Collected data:

----------------

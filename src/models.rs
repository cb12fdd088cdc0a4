use serde::{Deserialize, Serialize};

use crate::parser::ParsedReply;

/// One screened candidate document.
///
/// Created once per document at analysis time and held in the session store
/// for the rest of the operator's session. The only mutation after creation
/// is the notification flag, which moves false→true exactly once — the field
/// is private and [`mark_notified`](Self::mark_notified) cannot unset it.
#[derive(Debug, Clone, Serialize, Deserialize)]
pub struct ScreeningRecord {
    pub source_name: String,
    pub contact_email: Option<String>,
    pub score: u32,
    pub strengths: Vec<String>,
    pub gaps: Vec<String>,
    /// True when the score came from the fail-soft empty reply rather than
    /// the model, so a genuine "SCORE: 0%" stays distinguishable from a dead
    /// call.
    pub degraded: bool,
    notified: bool,
}

impl ScreeningRecord {
    /// Builds a record from extraction output and a parsed reply.
    ///
    /// The score is clamped into the documented 0–100 domain here; the parser
    /// passes raw values through (a reply may well claim "SCORE: 150%").
    pub fn new(
        source_name: String,
        contact_email: Option<String>,
        reply: ParsedReply,
        degraded: bool,
    ) -> Self {
        Self {
            source_name,
            contact_email,
            score: reply.score.min(100),
            strengths: reply.strengths,
            gaps: reply.gaps,
            degraded,
            notified: false,
        }
    }

    pub fn notified(&self) -> bool {
        self.notified
    }

    /// Records a successful notification send.
    pub fn mark_notified(&mut self) {
        self.notified = true;
    }
}
//! Session store — owns the records for one operator session.
//!
//! The store is created by the embedding surface, filled by one batch run,
//! re-read across render cycles, and dropped with the session. Nothing is
//! persisted and nothing is shared between sessions, so there is no locking:
//! the single active thread of control is the only mutator.

use std::cmp::Reverse;

use crate::models::ScreeningRecord;

/// Ordered collection of screening records for one session.
#[derive(Debug, Default)]
pub struct ScreeningSession {
    records: Vec<ScreeningRecord>,
}

impl ScreeningSession {
    pub fn new() -> Self {
        Self::default()
    }

    /// Appends a record in submission order.
    pub fn push(&mut self, record: ScreeningRecord) {
        self.records.push(record);
    }

    /// Ranks the batch: descending score, ties keep submission order.
    /// `sort_by_key` is stable, which is what makes the tiebreak hold.
    pub fn rank(&mut self) {
        self.records.sort_by_key(|record| Reverse(record.score));
    }

    pub fn records(&self) -> &[ScreeningRecord] {
        &self.records
    }

    pub fn record_mut(&mut self, index: usize) -> Option<&mut ScreeningRecord> {
        self.records.get_mut(index)
    }

    /// Flags one record as notified, leaving every other record and the
    /// ranking untouched. Returns false when the index is out of range.
    pub fn mark_notified(&mut self, index: usize) -> bool {
        match self.records.get_mut(index) {
            Some(record) => {
                record.mark_notified();
                true
            }
            None => false,
        }
    }

    pub fn len(&self) -> usize {
        self.records.len()
    }

    pub fn is_empty(&self) -> bool {
        self.records.is_empty()
    }
}
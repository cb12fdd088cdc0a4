// Decision email templates. Replace `{score}` before sending.

/// Scores at or above this are shortlisted; everything below gets the
/// rejection template.
pub const SHORTLIST_THRESHOLD: u32 = 80;

pub const SHORTLIST_SUBJECT: &str = "Shortlisted - Next Steps | ABC Technologies";

pub const SHORTLIST_BODY: &str = "Dear Candidate,

Thank you for applying to ABC Technologies.

We are pleased to inform you that your profile has been shortlisted for the position based on our initial evaluation (Match Score: {score}%).

Instructions:
1. You will receive a call from our recruitment team within 48 hours to schedule your interview
2. Please ensure you are available next week for the interview process
3. Prepare to discuss your relevant experience and technical skills

We look forward to speaking with you soon.

Best regards,
Hiring Team
ABC Technologies";

pub const REJECTION_SUBJECT: &str = "Application Update | ABC Technologies";

pub const REJECTION_BODY: &str = "Dear Candidate,

Thank you for your application to ABC Technologies.

After careful review of your profile against our current requirements, we have determined it is not a strong match at this time (Match Score: {score}%).

Instructions:
1. Please consider other suitable positions on our careers page
2. Update your profile and reapply when you gain relevant experience
3. We encourage you to continue building skills in required technologies

We wish you success in your career search.

Best regards,
Hiring Team
ABC Technologies";

/// Subject and rendered body for the given score.
pub fn decision_message(score: u32) -> (&'static str, String) {
    let (subject, body) = if score >= SHORTLIST_THRESHOLD {
        (SHORTLIST_SUBJECT, SHORTLIST_BODY)
    } else {
        (REJECTION_SUBJECT, REJECTION_BODY)
    };
    (subject, body.replace("{score}", &score.to_string()))
}
//! Document text and contact extraction.
//!
//! PDF parsing is delegated to `pdf-extract`; this module only decides what a
//! failure means. Per the screening error policy, a document that yields no
//! text is degenerate input, not an error — the batch keeps going.

use std::sync::OnceLock;

use regex::Regex;
use tracing::warn;

fn email_re() -> &'static Regex {
    static RE: OnceLock<Regex> = OnceLock::new();
    RE.get_or_init(|| {
        Regex::new(r"\b[A-Za-z0-9._%+-]+@[A-Za-z0-9.-]+\.[A-Za-z]{2,}\b")
            .expect("email pattern compiles")
    })
}

/// Pulls the embedded text out of a PDF document, trimmed.
///
/// Scanned pages, encrypted files, and outright corrupt bytes all yield an
/// empty string. Downstream stages treat empty text as a resume with nothing
/// to say, which scores accordingly.
pub fn extract_text(bytes: &[u8]) -> String {
    match pdf_extract::extract_text_from_mem(bytes) {
        Ok(text) => text.trim().to_string(),
        Err(err) => {
            warn!("text extraction failed, treating document as empty: {err}");
            String::new()
        }
    }
}

/// First email-shaped token in the text, if any.
pub fn extract_email(text: &str) -> Option<String> {
    email_re().find(text).map(|m| m.as_str().to_string())
}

----------------

- _Goal of the exercise_: Across the entries above, how many lines contain the string "profile"? The number alone is the answer.

- _Task output_: 3